I wonder if you’ve found yourself- like I have – sometimes needing a bit too much from them, expecting to have a bit more control than reality allows.

In my last post, I shared about how my wrong expectations of myself and motherhood have sometimes chained up my joy.  You can read more about how I’m finding that as I begin to release my expectations, and trust in God’s sovereignty, I discover a road of beautiful adventure and freedom with God.

But even more…the thing that makes my eyes blur and my soul quake… the thing that really makes me want to fight for truth is the way my unrealistic expectations can chain up my children, hurt our relationship and keep them from living in the joy and freedom they were made for.

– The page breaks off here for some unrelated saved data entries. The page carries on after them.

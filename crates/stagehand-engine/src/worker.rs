use std::sync::Arc;

use stagehand_registry::Destructor;
use stagehand_types::{CoordinatorError, TaskId, TaskKind};

use crate::coordinator::Coordinator;
use crate::options::TaskOptions;

/// What a worker handle's terminate attempt reported.
#[derive(Clone, Copy, Debug, PartialEq, Eq)]
pub enum TerminateOutcome {
    Terminated,
    /// The handle offers no way to stop the underlying unit of work.
    /// Clearing such a worker is a programmer error — the coordinator
    /// surfaces `MissingDestructor` and removes the entry anyway.
    Unsupported,
}

/// A long-lived unit of work the caller supplies and the coordinator only
/// tracks and tears down.
pub trait Worker: Send + Sync {
    fn terminate(&self) -> TerminateOutcome;
}

impl<V: Clone + Send + 'static> Coordinator<V> {
    /// Track a caller-supplied worker. Worker tasks are interval-like:
    /// they stay registered until cleared, and clearing terminates them.
    pub fn worker<W>(&self, handle: Arc<W>, opts: TaskOptions) -> TaskId
    where
        W: Worker + 'static,
    {
        let mut opts = opts;
        let mut waiters = Vec::new();
        if let Some(incumbent) = self.try_share(TaskKind::Worker, &mut opts, &mut waiters) {
            return incumbent;
        }
        let id = self.alloc_id();
        let destructor: Destructor = Box::new(move |_, ctx| match handle.terminate() {
            TerminateOutcome::Terminated => Ok(()),
            TerminateOutcome::Unsupported => Err(CoordinatorError::MissingDestructor {
                kind: TaskKind::Worker,
                name: ctx.name.clone().unwrap_or_else(|| "worker".to_owned()),
            }),
        });
        self.install_new(id, TaskKind::Worker, true, opts, waiters, Some(destructor))
    }
}

#[cfg(test)]
mod tests {
    use stagehand_types::JoinPolicy;

    use crate::test_support::NamedWorker;

    use super::*;

    #[tokio::test]
    async fn clearing_a_worker_terminates_it_exactly_once() {
        let coordinator: Coordinator<u32> = Coordinator::new("t");
        let worker = Arc::new(NamedWorker::new());
        let id = coordinator.worker(worker.clone(), TaskOptions::new());

        assert_eq!(coordinator.clear_worker(id).unwrap(), 1);
        assert_eq!(worker.terminations(), 1);
        assert_eq!(coordinator.clear_worker(id).unwrap(), 0);
        assert_eq!(worker.terminations(), 1);
    }

    #[tokio::test]
    async fn unsupported_worker_surfaces_missing_destructor_but_is_removed() {
        let coordinator: Coordinator<u32> = Coordinator::new("t");
        let id = coordinator.worker(
            Arc::new(NamedWorker::unsupported()),
            TaskOptions::new().name("renderer"),
        );

        let err = coordinator.clear_worker(id).unwrap_err();
        assert_eq!(
            err,
            CoordinatorError::MissingDestructor {
                kind: TaskKind::Worker,
                name: "renderer".to_owned(),
            }
        );
        // Leaking is worse than shouting: the entry is gone regardless.
        assert!(coordinator.snapshot().kinds.is_empty());
    }

    #[tokio::test]
    async fn relabeled_worker_terminates_the_displaced_one() {
        let coordinator: Coordinator<u32> = Coordinator::new("t");
        let first = Arc::new(NamedWorker::new());
        let second = Arc::new(NamedWorker::new());
        coordinator.worker(first.clone(), TaskOptions::new().label("render"));
        coordinator.worker(second.clone(), TaskOptions::new().label("render"));

        assert_eq!(first.terminations(), 1);
        assert_eq!(second.terminations(), 0);
    }

    #[tokio::test]
    async fn share_join_keeps_the_incumbent_worker() {
        let coordinator: Coordinator<u32> = Coordinator::new("t");
        let first = Arc::new(NamedWorker::new());
        let second = Arc::new(NamedWorker::new());
        let a = coordinator.worker(
            first.clone(),
            TaskOptions::new().label("render").join(JoinPolicy::Share),
        );
        let b = coordinator.worker(
            second.clone(),
            TaskOptions::new().label("render").join(JoinPolicy::Share),
        );

        assert_eq!(a, b);
        assert_eq!(first.terminations(), 0);
        coordinator.clear_worker(a).unwrap();
        assert_eq!(first.terminations(), 1);
        // The late arrival's handle was never adopted.
        assert_eq!(second.terminations(), 0);
    }
}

Several years ago, it hit me like a ton of bricks that there was a fabric being woven by a million tiny interactions that I didn’t mean to have, weaving together a pattern and life and relationship designed by unfair expectations and too little grace.  I was overwhelmed by my life and the house that needed cleaning and the baby that needed feeding and all the things I felt like I should be doing, and so I’m plopped my needs right down on the tiny shoulders of my children.
I found creeping into the corners of my heart this silent need for my children to fit in the metaphorical box I had made for them, taking up the exact amount of space that I had to give, which was sometimes infinitesimal…

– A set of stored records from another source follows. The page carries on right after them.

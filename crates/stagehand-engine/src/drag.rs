use std::sync::Arc;

use stagehand_registry::Selector;
use stagehand_types::Key;

use crate::coordinator::Coordinator;
use crate::listener::Emitter;
use crate::options::{ListenerOptions, TaskContext};

/// Events the composite treats as the start of a gesture.
const PRESS_EVENTS: &str = "mousedown touchstart";
const MOVE_EVENTS: &str = "mousemove touchmove";
const RELEASE_EVENTS: &str = "mouseup touchend";

/// Stage handlers for a drag gesture.
pub struct DragOptions<V> {
    group: Option<Key>,
    on_press: Option<DragHandler<V>>,
    on_move: Option<DragHandler<V>>,
    on_release: Option<DragHandler<V>>,
}

pub type DragHandler<V> = Arc<dyn Fn(&TaskContext, Option<&V>) + Send + Sync>;

impl<V> Default for DragOptions<V> {
    fn default() -> Self {
        Self {
            group: None,
            on_press: None,
            on_move: None,
            on_release: None,
        }
    }
}

impl<V> DragOptions<V> {
    pub fn new() -> Self {
        Self::default()
    }

    /// Group holding the press listeners; generated when not given.
    pub fn group(mut self, group: impl Into<Key>) -> Self {
        self.group = Some(group.into());
        self
    }

    pub fn on_press(mut self, handler: impl Fn(&TaskContext, Option<&V>) + Send + Sync + 'static) -> Self {
        self.on_press = Some(Arc::new(handler));
        self
    }

    pub fn on_move(mut self, handler: impl Fn(&TaskContext, Option<&V>) + Send + Sync + 'static) -> Self {
        self.on_move = Some(Arc::new(handler));
        self
    }

    pub fn on_release(mut self, handler: impl Fn(&TaskContext, Option<&V>) + Send + Sync + 'static) -> Self {
        self.on_release = Some(Arc::new(handler));
        self
    }
}

impl<V: Clone + Send + 'static> Coordinator<V> {
    /// Drag composite: press listeners stay armed under the returned
    /// group; each press installs move and release listeners under a
    /// fresh gesture group, and the release tears that group down.
    pub fn drag<E>(&self, element: &Arc<E>, opts: DragOptions<V>) -> Key
    where
        E: Emitter<V> + 'static,
    {
        let outer = opts.group.clone().unwrap_or_else(Key::unique);
        let coordinator = self.downgrade();
        let element_weak = Arc::downgrade(element);
        let on_press = opts.on_press;
        let on_move = opts.on_move;
        let on_release = opts.on_release;

        let press = move |ctx: &TaskContext, value: Option<&V>| {
            let Some(coordinator) = coordinator.upgrade() else {
                return;
            };
            let Some(element) = element_weak.upgrade() else {
                return;
            };
            if let Some(handler) = &on_press {
                handler(ctx, value);
            }

            let gesture = Key::unique();

            let move_handler = on_move.clone();
            coordinator.on(
                &element,
                MOVE_EVENTS,
                move |ctx, value| {
                    if let Some(handler) = &move_handler {
                        handler(ctx, value);
                    }
                },
                ListenerOptions::new().group(gesture.clone()),
            );

            let release_handler = on_release.clone();
            let release_coordinator = coordinator.downgrade();
            let release_gesture = gesture.clone();
            coordinator.on(
                &element,
                RELEASE_EVENTS,
                move |ctx, value| {
                    if let Some(handler) = &release_handler {
                        handler(ctx, value);
                    }
                    // End of gesture: drop the move and release listeners
                    // in one sweep.
                    if let Some(coordinator) = release_coordinator.upgrade() {
                        let _ = coordinator.off(Selector::group(release_gesture.clone()));
                    }
                },
                ListenerOptions::new().group(gesture),
            );
        };

        self.on(
            element,
            PRESS_EVENTS,
            press,
            ListenerOptions::new().group(outer.clone()),
        );
        outer
    }
}

#[cfg(test)]
mod tests {
    use std::sync::atomic::{AtomicUsize, Ordering};

    use crate::test_support::CountingEmitter;

    use super::*;

    fn count() -> Arc<AtomicUsize> {
        Arc::new(AtomicUsize::new(0))
    }

    #[tokio::test]
    async fn gesture_installs_move_and_release_listeners_and_tears_them_down() {
        // Seed scenario: press, two moves, release — move fires twice,
        // release once, and the gesture listeners are all removed.
        let coordinator: Coordinator<u32> = Coordinator::new("t");
        let element = Arc::new(CountingEmitter::new(false));
        let (presses, moves, releases) = (count(), count(), count());

        let presses_c = presses.clone();
        let moves_c = moves.clone();
        let releases_c = releases.clone();
        coordinator.drag(
            &element,
            DragOptions::new()
                .on_press(move |_, _| {
                    presses_c.fetch_add(1, Ordering::SeqCst);
                })
                .on_move(move |_, _| {
                    moves_c.fetch_add(1, Ordering::SeqCst);
                })
                .on_release(move |_, _| {
                    releases_c.fetch_add(1, Ordering::SeqCst);
                }),
        );

        // Before any press, only the press listeners exist.
        assert_eq!(element.live_handlers("mousedown"), 1);
        assert_eq!(element.live_handlers("mousemove"), 0);

        element.emit("mousedown", None);
        assert_eq!(presses.load(Ordering::SeqCst), 1);
        assert_eq!(element.live_handlers("mousemove"), 1);
        assert_eq!(element.live_handlers("touchmove"), 1);
        assert_eq!(element.live_handlers("mouseup"), 1);
        assert_eq!(element.live_handlers("touchend"), 1);

        element.emit("mousemove", None);
        element.emit("mousemove", None);
        assert_eq!(moves.load(Ordering::SeqCst), 2);

        element.emit("mouseup", None);
        assert_eq!(releases.load(Ordering::SeqCst), 1);
        for event in ["mousemove", "touchmove", "mouseup", "touchend"] {
            assert_eq!(element.live_handlers(event), 0, "{event} survived");
        }

        // The press listeners survive for the next gesture.
        assert_eq!(element.live_handlers("mousedown"), 1);
        element.emit("mousedown", None);
        assert_eq!(presses.load(Ordering::SeqCst), 2);
        assert_eq!(element.live_handlers("mousemove"), 1);
    }

    #[tokio::test]
    async fn clearing_the_returned_group_disarms_the_composite() {
        let coordinator: Coordinator<u32> = Coordinator::new("t");
        let element = Arc::new(CountingEmitter::new(false));
        let presses = count();
        let presses_c = presses.clone();
        let group = coordinator.drag(
            &element,
            DragOptions::new().on_press(move |_, _| {
                presses_c.fetch_add(1, Ordering::SeqCst);
            }),
        );

        assert_eq!(coordinator.off(Selector::group(group)).unwrap(), 2);
        element.emit("mousedown", None);
        assert_eq!(presses.load(Ordering::SeqCst), 0);
        assert_eq!(element.live_handlers("mousedown"), 0);
    }
}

The evidence was in my subtle disapproval over clothing choices because I didn’t want them to be teased the way I was, my quiet repulsion over table manners that I didn’t have the fortitude to endure with grace, forgetting to offer tenderness and back scratches when I felt like I was running on empty, too many words of correction and instruction and too few words of encouragement and blessing, unintentionally guiding my children to the activities with which I was comfortable, talking too much and listening too little, expecting my elder children to mature in accordance with my need.

As my capacity shrunk with each child we added to the mix, or each time daddy’s work schedule ramped up, I was shrinking the space for needs and moods and unpredictability that my children were allowed to have in our home.

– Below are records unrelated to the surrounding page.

use serde::{Deserialize, Serialize};

use crate::key::Key;
use crate::kind::TaskKind;
use crate::task_id::TaskId;

/// Which path removed a link from the registry.
#[derive(Clone, Copy, Debug, PartialEq, Eq, Serialize, Deserialize)]
pub enum ClearOrigin {
    /// A targeted clear call (by id, label, or group).
    Clear,
    /// A whole-kind sweep.
    ClearKind,
    /// The cross-kind teardown sweep.
    ClearAll,
    /// Cascade clear of a displaced label holder.
    Replacement,
}

/// Describes which link was cleared, why, and what (if anything) replaced it.
///
/// Delivered to every clear hook, to the kind's destructor, and as the
/// rejection carried by bridged futures. Never thrown: cancellation is a
/// value, not an error raised by the coordinator.
#[derive(Clone, Debug, PartialEq, Eq, Serialize, Deserialize)]
pub struct ClearContext {
    pub id: TaskId,
    pub kind: TaskKind,
    pub label: Option<Key>,
    pub group: Option<Key>,
    /// Display name of the cleared task, for diagnostics.
    pub name: Option<String>,
    pub origin: ClearOrigin,
    /// Caller-supplied reason, passed through verbatim.
    pub reason: Option<String>,
    /// The successor's id when this clear displaced a label holder.
    pub replaced_by: Option<TaskId>,
    /// Length of the replacement chain behind this link, successor included.
    /// Zero outside replacement cascades.
    pub forward_depth: usize,
}

impl ClearContext {
    /// Shorthand used in log lines: `"Timeout t3 (label=save)"`.
    pub fn describe(&self) -> String {
        match &self.label {
            Some(label) => format!("{} {} (label={label})", self.kind, self.id),
            None => format!("{} {}", self.kind, self.id),
        }
    }
}

#[cfg(test)]
mod tests {
    use similar_asserts::assert_eq;

    use super::*;

    #[test]
    fn describe_includes_label_when_present() {
        let ctx = ClearContext {
            id: TaskId::new(3),
            kind: TaskKind::Timeout,
            label: Some(Key::from("save")),
            group: None,
            name: None,
            origin: ClearOrigin::Clear,
            reason: None,
            replaced_by: None,
            forward_depth: 0,
        };
        assert_eq!(ctx.describe(), "Timeout t3 (label=save)");

        let unlabeled = ClearContext { label: None, ..ctx };
        assert_eq!(unlabeled.describe(), "Timeout t3");
    }
}
pub mod app;
mod commands;
mod config;
mod context;
mod dispatch;
mod endpoints;
mod env;
mod output;
mod runtime;
mod serve;
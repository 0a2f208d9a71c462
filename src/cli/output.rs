use clap::ValueEnum;

#[derive(Clone, Copy, Debug, ValueEnum)]
pub enum OutputFormat {
    Human,
    Json,
    Yaml,
}

#[derive(Clone, Copy, Debug, ValueEnum)]
pub enum LogFormat {
    Human,
    Json,
}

I tried to fit my children’s needs into my life in predictable and methodical ways.  I wanted their growth to be linear.  I wanted their behavior to be ever-improving, their independence to be ever-increasing, their knowledge and understanding to be visibly multiplying.  I wanted to know how much of me mothering was going to take today.  I wanted the chores to be done because I had a plan, and I implemented it, and I needed it to work.

You and I both know, it doesn’t go that way.

We get them sleeping and then they stop.  We get that behavior worked out, and then there’s a new one.  They get over their separation anxiety and then it springs up tenfold.  Friendships are working for them, and then they suddenly aren’t.  We had big plans for the day and then a fever.  They usually bounce out the door for school, but today they don’t want to go. You dreamed of football and he wants to dance.  You imagined dresses and hair bows and she wants sneakers and t-shirts.  Today he’s not sure about all this God stuff.  Yesterday that joke was funny, but today it hurt.  Family time feels impossible because someone is always punching someone.   Reading just hasn’t clicked.  It’s hard for him to make friends.  Or maybe you’re a mama who just longs for the “normal” struggles because you can’t take a single day or milestone for granted with your child’s health or special needs.

Our children and their circumstances and their days are beautifully tragically humanly predictably unpredictable.

But with painful clarity, I began to see that my wrong perspective left no space for my children’s development to be messy and erratic and rarely linear, like mine.

High standards for our children can be a blessing that calls them into the fullness of their potential.  But needing them to meet those standards for our sense of well-being is a dangerous game. 

As I began to look beneath my constant barrage of corrections and frustration, what I saw in myself was fear:  lack of trust that my children’s stories were the Lord’s, fear that there would not be enough of me to go around, fear that their behavior and performance reflected my failure, fear that they were not going to live up to their full potential, and it would be my fault.  I think the struggle to extend grace seems to coincide with the place where our fear and shame rests — where we can’t let go.

I’m finding that at the core of most of the “needs” I have of my children, there is a lack of faith.

Though many parents share it, the need to control our children isn’t just a quirky part of motherhood to expect – at the heart, it’s a sickness of unbelief.  Our earthly expectations become our comfort.  When we try to stand on them, we aren’t believing God can walk our children through their own hardship and unknowns.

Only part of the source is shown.